Down to the final line, reproduce the entries that follow exactly.

→ Dataset records:
------------------------------------------------

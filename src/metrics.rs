lazy_static! {

    pub static ref HANDLER_SECS: prometheus::HistogramVec = register_histogram_vec!(
        "postboard_handler_secs",
        "Seconds taken for each response, partitioned by endpoint name",
        &["endpoint_name"],
        vec![1.0, 2.0, 4.0, 16.0] // Prometheus buckets
    )
    .expect("couldn't make HANDLER_SECS");

    pub static ref RESPONSES: prometheus::IntCounterVec = register_int_counter_vec!(
        "postboard_responses",
        "How many responses of Ok/Err per endpoint",
        &["endpoint_name", "result"]
    )
    .expect("couldn't make RESPONSES");

    pub static ref HTTP_RESPONSES: prometheus::IntCounterVec = register_int_counter_vec!(
        "postboard_http_responses",
        "Count of each HTTP status code served by postboard responses",
        &["status"]
    )
    .expect("couldn't make HTTP_RESPONSES");
}

pub mod endpoint {
    use actix_web::{http, HttpRequest, HttpResponse};
    use prometheus::Encoder;

    pub fn gather(_req: HttpRequest) -> HttpResponse {
        let encoder = prometheus::TextEncoder::new();
        let mut buffer = vec![];
        let metric_families = prometheus::gather();
        match encoder.encode(&metric_families, &mut buffer) {
            Ok(()) => HttpResponse::build(http::StatusCode::OK).body(buffer),
            Err(e) => {
                let message = format!("{:?}", e);
                HttpResponse::build(http::StatusCode::INTERNAL_SERVER_ERROR).body(message)
            }
        }
    }
}
//! Field-level validation for the two submission forms. An invalid submission never
//! reaches the datastore: handlers answer 200 with the field errors in the body, the way
//! the original pages re-render the form inline, and persist nothing.
use crate::datastore::structs::ImageKind;
use serde::{Deserialize, Serialize};
use std::collections::BTreeMap;

/// Field errors keyed by field name.
#[derive(Debug, Default, Serialize, PartialEq, Eq)]
pub struct FormErrors {
    pub errors: BTreeMap<&'static str, &'static str>,
}

impl FormErrors {
    /// An error set with a single field error, for checks done outside the form itself.
    pub fn single(field: &'static str, message: &'static str) -> Self {
        let mut errors = Self::default();
        errors.add(field, message);
        errors
    }

    fn add(&mut self, field: &'static str, message: &'static str) {
        self.errors.insert(field, message);
    }

    fn or_valid<T>(self, input: T) -> Result<T, FormErrors> {
        if self.errors.is_empty() {
            Ok(input)
        } else {
            Err(self)
        }
    }
}

/// The new/edit post form. `group` holds a group slug, `image` a base64-encoded file.
/// Empty strings count as absent, which is how HTML forms submit untouched fields.
#[derive(Debug, Deserialize)]
pub struct PostForm {
    pub text: String,
    pub group: Option<String>,
    pub image: Option<String>,
}

/// A post form that passed validation, with the image decoded and format-checked.
#[derive(Debug)]
pub struct PostInput {
    pub text: String,
    pub group_slug: Option<String>,
    pub image: Option<(Vec<u8>, ImageKind)>,
}

impl PostForm {
    pub fn validate(self) -> Result<PostInput, FormErrors> {
        let mut errors = FormErrors::default();

        let text = self.text.trim().to_owned();
        if text.is_empty() {
            errors.add("text", "This field is required.");
        }

        let group_slug = self.group.filter(|slug| !slug.is_empty());

        let image = match self.image.filter(|encoded| !encoded.is_empty()) {
            None => None,
            Some(encoded) => match base64::decode(&encoded) {
                Err(_) => {
                    errors.add("image", "Couldn't decode the uploaded file.");
                    None
                }
                Ok(bytes) => match sniff_image(&bytes) {
                    Some(kind) => Some((bytes, kind)),
                    None => {
                        errors.add("image", "Upload a GIF, PNG or JPEG image.");
                        None
                    }
                },
            },
        };

        errors.or_valid(PostInput {
            text,
            group_slug,
            image,
        })
    }
}

/// The add-comment form.
#[derive(Debug, Deserialize)]
pub struct CommentForm {
    pub text: String,
}

impl CommentForm {
    pub fn validate(self) -> Result<String, FormErrors> {
        let mut errors = FormErrors::default();
        let text = self.text.trim().to_owned();
        if text.is_empty() {
            errors.add("text", "This field is required.");
        }
        errors.or_valid(text)
    }
}

/// Identify an image format from its magic number. Anything unrecognized is rejected.
pub fn sniff_image(bytes: &[u8]) -> Option<ImageKind> {
    if bytes.starts_with(b"GIF87a") || bytes.starts_with(b"GIF89a") {
        Some(ImageKind::Gif)
    } else if bytes.starts_with(&[0x89, b'P', b'N', b'G', 0x0d, 0x0a, 0x1a, 0x0a]) {
        Some(ImageKind::Png)
    } else if bytes.starts_with(&[0xff, 0xd8, 0xff]) {
        Some(ImageKind::Jpeg)
    } else {
        None
    }
}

------------------------------------------------

→ Exercise response:
filename src/metrics.rs
lazy_static! {

    pub static ref HANDLER_SECS: prometheus::HistogramVec = register_histogram_vec!(
        "postboard_handler_secs",
        "Seconds taken for each response, partitioned by endpoint name",
        &["endpoint_name"],
        vec![1.0, 2.0, 4.0, 16.0] // Prometheus buckets
    )
    .expect("couldn't make HANDLER_SECS");

    pub static ref RESPONSES: prometheus::IntCounterVec = register_int_counter_vec!(
        "postboard_responses",
        "How many responses of Ok/Err per endpoint",
        &["endpoint_name", "result"]
    )
    .expect("couldn't make RESPONSES");

    pub static ref HTTP_RESPONSES: prometheus::IntCounterVec = register_int_counter_vec!(
        "postboard_http_responses",
        "Count of each HTTP status code served by postboard responses",
        &["status"]
    )
    .expect("couldn't make HTTP_RESPONSES");
}

pub mod endpoint {
    use actix_web::{http, HttpRequest, HttpResponse};
    use prometheus::Encoder;

    pub fn gather(_req: HttpRequest) -> HttpResponse {
        let encoder = prometheus::TextEncoder::new();
        let mut buffer = vec![];
        let metric_families = prometheus::gather();
        match encoder.encode(&metric_families, &mut buffer) {
            Ok(()) => HttpResponse::build(http::StatusCode::OK).body(buffer),
            Err(e) => {
                let message = format!("{:?}", e);
                HttpResponse::build(http::StatusCode::INTERNAL_SERVER_ERROR).body(message)
            }
        }
    }
}
//! Field-level validation for the two submission forms. An invalid submission never
//! reaches the datastore: handlers answer 200 with the field errors in the body, the way
//! the original pages re-render the form inline, and persist nothing.
use crate::datastore::structs::ImageKind;
use serde::{Deserialize, Serialize};
use std::collections::BTreeMap;

/// Field errors keyed by field name.
#[derive(Debug, Default, Serialize, PartialEq, Eq)]
pub struct FormErrors {
    pub errors: BTreeMap<&'static str, &'static str>,
}

impl FormErrors {
    /// An error set with a single field error, for checks done outside the form itself.
    pub fn single(field: &'static str, message: &'static str) -> Self {
        let mut errors = Self::default();
        errors.add(field, message);
        errors
    }

    fn add(&mut self, field: &'static str, message: &'static str) {
        self.errors.insert(field, message);
    }

    fn or_valid<T>(self, input: T) -> Result<T, FormErrors> {
        if self.errors.is_empty() {
            Ok(input)
        } else {
            Err(self)
        }
    }
}

/// The new/edit post form. `group` holds a group slug, `image` a base64-encoded file.
/// Empty strings count as absent, which is how HTML forms submit untouched fields.
#[derive(Debug, Deserialize)]
pub struct PostForm {
    pub text: String,
    pub group: Option<String>,
    pub image: Option<String>,
}

/// A post form that passed validation, with the image decoded and format-checked.
#[derive(Debug)]
pub struct PostInput {
    pub text: String,
    pub group_slug: Option<String>,
    pub image: Option<(Vec<u8>, ImageKind)>,
}

impl PostForm {
    pub fn validate(self) -> Result<PostInput, FormErrors> {
        let mut errors = FormErrors::default();

        let text = self.text.trim().to_owned();
        if text.is_empty() {
            errors.add("text", "This field is required.");
        }

        let group_slug = self.group.filter(|slug| !slug.is_empty());

        let image = match self.image.filter(|encoded| !encoded.is_empty()) {
            None => None,
            Some(encoded) => match base64::decode(&encoded) {
                Err(_) => {
                    errors.add("image", "Couldn't decode the uploaded file.");
                    None
                }
                Ok(bytes) => match sniff_image(&bytes) {
                    Some(kind) => Some((bytes, kind)),
                    None => {
                        errors.add("image", "Upload a GIF, PNG or JPEG image.");
                        None
                    }
                },
            },
        };

        errors.or_valid(PostInput {
            text,
            group_slug,
            image,
        })
    }
}

/// The add-comment form.
#[derive(Debug, Deserialize)]
pub struct CommentForm {
    pub text: String,
}

impl CommentForm {
    pub fn validate(self) -> Result<String, FormErrors> {
        let mut errors = FormErrors::default();
        let text = self.text.trim().to_owned();
        if text.is_empty() {
            errors.add("text", "This field is required.");
        }
        errors.or_valid(text)
    }
}

/// Identify an image format from its magic number. Anything unrecognized is rejected.
pub fn sniff_image(bytes: &[u8]) -> Option<ImageKind> {
    if bytes.starts_with(b"GIF87a") || bytes.starts_with(b"GIF89a") {
        Some(ImageKind::Gif)
    } else if bytes.starts_with(&[0x89, b'P', b'N', b'G', 0x0d, 0x0a, 0x1a, 0x0a]) {
        Some(ImageKind::Png)
    } else if bytes.starts_with(&[0xff, 0xd8, 0xff]) {
        Some(ImageKind::Jpeg)
    } else {
        None
    }
}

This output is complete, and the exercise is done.